"The body is the harp of the soul. It is yours to bring forth from it sweet music or confused sounds" Kahlil Gibran

Tuesday, May 31, 2011

Balding, Bees, and Impromptu Salsa with the Ambassador of Venezuela

Planet Bald - Population You

Planet Bald- Population: Almost every male volunteer but myself 

Reunited! Finally after months of separation volunteers from all over the country returned to receive In Service Training.  This included a number of exciting subjects that will be covered later.... but to my surprise, most of my returning friends, driven crazy by heat, went under the razor and were now bald.  

Am I now Gambian?

Upon landing on the Planet or Country (depending upon expert opinion) of Africa, the Peace Corp volunteers wearily venture out of their space pod to explore the strange new world. (That is in fact me in the bee suit pictured there)
Before I begin, it is becoming more difficult to write a post.  Life starts to seem quite normal here, and in my daily conversations with Gambians we start to wonder ourselves at all the amazing things that happen in America.  This week I sat down and had a conversation with Bahtu, a Peace Corps staff member.  He had visited the US, and started trying to explain a Wendy's drive-thru to the other Gambian staff members.  He switched back and forth to Mandinka, and the awe on their faces was a priceless.  Here lunch takes 2 hours to prepare and usually involves a large cooking fire, a giant metal pot, tireless stirring and maintenance, and possibly the slaughtering of one of the farm animals.  The idea that you can drive up to a building, ask for food, and then it appears out the window of the building in 2 minutes is nothing short of a miracle here.  

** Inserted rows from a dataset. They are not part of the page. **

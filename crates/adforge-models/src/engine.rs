//! Rendering engine descriptors for the capability registry.

use schemars::JsonSchema;
use serde::{Deserialize, Serialize};
use std::fmt;

use crate::render_plan::Resolution;

/// Coarse cost bucket of an engine.
#[derive(
    Debug, Clone, Copy, PartialEq, Eq, Hash, PartialOrd, Ord, Serialize, Deserialize, JsonSchema,
)]
#[serde(rename_all = "lowercase")]
pub enum CostTier {
    Low,
    Medium,
    High,
    Premium,
}

impl CostTier {
    pub fn as_str(&self) -> &'static str {
        match self {
            CostTier::Low => "low",
            CostTier::Medium => "medium",
            CostTier::High => "high",
            CostTier::Premium => "premium",
        }
    }

    /// 1-based rank (low = 1).
    pub fn rank(&self) -> u8 {
        match self {
            CostTier::Low => 1,
            CostTier::Medium => 2,
            CostTier::High => 3,
            CostTier::Premium => 4,
        }
    }

    /// Score inversely proportional to the tier rank.
    pub fn cost_score(&self) -> f64 {
        1.0 / self.rank() as f64
    }
}

impl fmt::Display for CostTier {
    fn fmt(&self, f: &mut fmt::Formatter<'_>) -> fmt::Result {
        write!(f, "{}", self.as_str())
    }
}

/// Feature a render plan may require from an engine.
#[derive(
    Debug, Clone, Copy, PartialEq, Eq, Hash, PartialOrd, Ord, Serialize, Deserialize, JsonSchema,
)]
#[serde(rename_all = "snake_case")]
pub enum Feature {
    Filters,
    Overlays,
    Transitions,
    SpeedChange,
    MultiAudio,
    AudioFades,
}

impl Feature {
    pub const ALL: &'static [Feature] = &[
        Feature::Filters,
        Feature::Overlays,
        Feature::Transitions,
        Feature::SpeedChange,
        Feature::MultiAudio,
        Feature::AudioFades,
    ];

    pub fn as_str(&self) -> &'static str {
        match self {
            Feature::Filters => "filters",
            Feature::Overlays => "overlays",
            Feature::Transitions => "transitions",
            Feature::SpeedChange => "speed_change",
            Feature::MultiAudio => "multi_audio",
            Feature::AudioFades => "audio_fades",
        }
    }
}

impl fmt::Display for Feature {
    fn fmt(&self, f: &mut fmt::Formatter<'_>) -> fmt::Result {
        write!(f, "{}", self.as_str())
    }
}

/// What an engine can render.
#[derive(Debug, Clone, PartialEq, Serialize, Deserialize, JsonSchema)]
pub struct CapabilityProfile {
    pub max_resolution: Resolution,
    pub max_duration_ms: u64,
    #[serde(default)]
    pub filters: bool,
    #[serde(default)]
    pub overlays: bool,
    #[serde(default)]
    pub transitions: bool,
    #[serde(default)]
    pub speed_change: bool,
    #[serde(default)]
    pub multi_audio: bool,
    #[serde(default)]
    pub audio_fades: bool,
}

impl CapabilityProfile {
    pub fn supports(&self, feature: Feature) -> bool {
        match feature {
            Feature::Filters => self.filters,
            Feature::Overlays => self.overlays,
            Feature::Transitions => self.transitions,
            Feature::SpeedChange => self.speed_change,
            Feature::MultiAudio => self.multi_audio,
            Feature::AudioFades => self.audio_fades,
        }
    }

    /// Number of feature flags set.
    pub fn supported_count(&self) -> usize {
        Feature::ALL.iter().filter(|f| self.supports(**f)).count()
    }
}

/// How the router reaches an engine.
#[derive(Debug, Clone, PartialEq, Serialize, Deserialize, JsonSchema)]
#[serde(tag = "kind", rename_all = "snake_case")]
pub enum EngineBackend {
    /// Local FFmpeg process
    Ffmpeg {
        #[serde(default, skip_serializing_if = "Option::is_none")]
        binary: Option<String>,
    },
    /// Remote render service speaking the JSON render API
    Http {
        base_url: String,
        /// Environment variable holding the bearer token
        #[serde(default, skip_serializing_if = "Option::is_none")]
        api_key_env: Option<String>,
    },
    /// Planning mode: accepts plans without rendering
    DryRun,
}

/// A registry entry.
#[derive(Debug, Clone, PartialEq, Serialize, Deserialize, JsonSchema)]
pub struct EngineDescriptor {
    pub id: String,
    #[serde(default)]
    pub name: String,
    pub capabilities: CapabilityProfile,
    pub cost_tier: CostTier,
    /// Observed success rate (0-1)
    pub reliability: f64,
    #[serde(default = "default_available")]
    pub available: bool,
    pub backend: EngineBackend,
}

fn default_available() -> bool {
    true
}

#[cfg(test)]
mod tests {
    use super::*;

    #[test]
    fn test_cost_score_inverse_to_rank() {
        assert_eq!(CostTier::Low.cost_score(), 1.0);
        assert_eq!(CostTier::Medium.cost_score(), 0.5);
        assert_eq!(CostTier::Premium.cost_score(), 0.25);
        assert!(CostTier::Low < CostTier::High);
    }

    #[test]
    fn test_descriptor_from_json() {
        let json = r#"{
            "id": "local-ffmpeg",
            "capabilities": {
                "max_resolution": {"width": 1920, "height": 1080},
                "max_duration_ms": 600000,
                "filters": true,
                "speed_change": true
            },
            "cost_tier": "low",
            "reliability": 0.9,
            "backend": {"kind": "ffmpeg"}
        }"#;
        let engine: EngineDescriptor = serde_json::from_str(json).unwrap();
        assert!(engine.available);
        assert!(engine.capabilities.supports(Feature::SpeedChange));
        assert!(!engine.capabilities.supports(Feature::Overlays));
        assert_eq!(engine.capabilities.supported_count(), 2);
        assert_eq!(engine.backend, EngineBackend::Ffmpeg { binary: None });
    }
}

Afterward I took a video of him trying to relate what a parking ticket was in excited English and Mandinka.  If you watch the video, please also note that I am speaking in Gambian English, which is the only English I can effectively communicate in, it means speaking slowly and using phrasing that only a Wolof or Mandinka speaker would understand.  Phrases like "I am on my way coming" "Off it!" (Instead of turn it off), "have you lunched today?" and finally adding "eh" after most phrases is now common for me.  

Within this context, I find myself being able to relate to Gambian life more than American life.  This makes it really hard to write blog posts because I am having trouble thinking that my day to day life is that exceptional anymore, and I really have to try to pull myself to an outside perspective to realize that indeed there are so many things that I feel should be shared.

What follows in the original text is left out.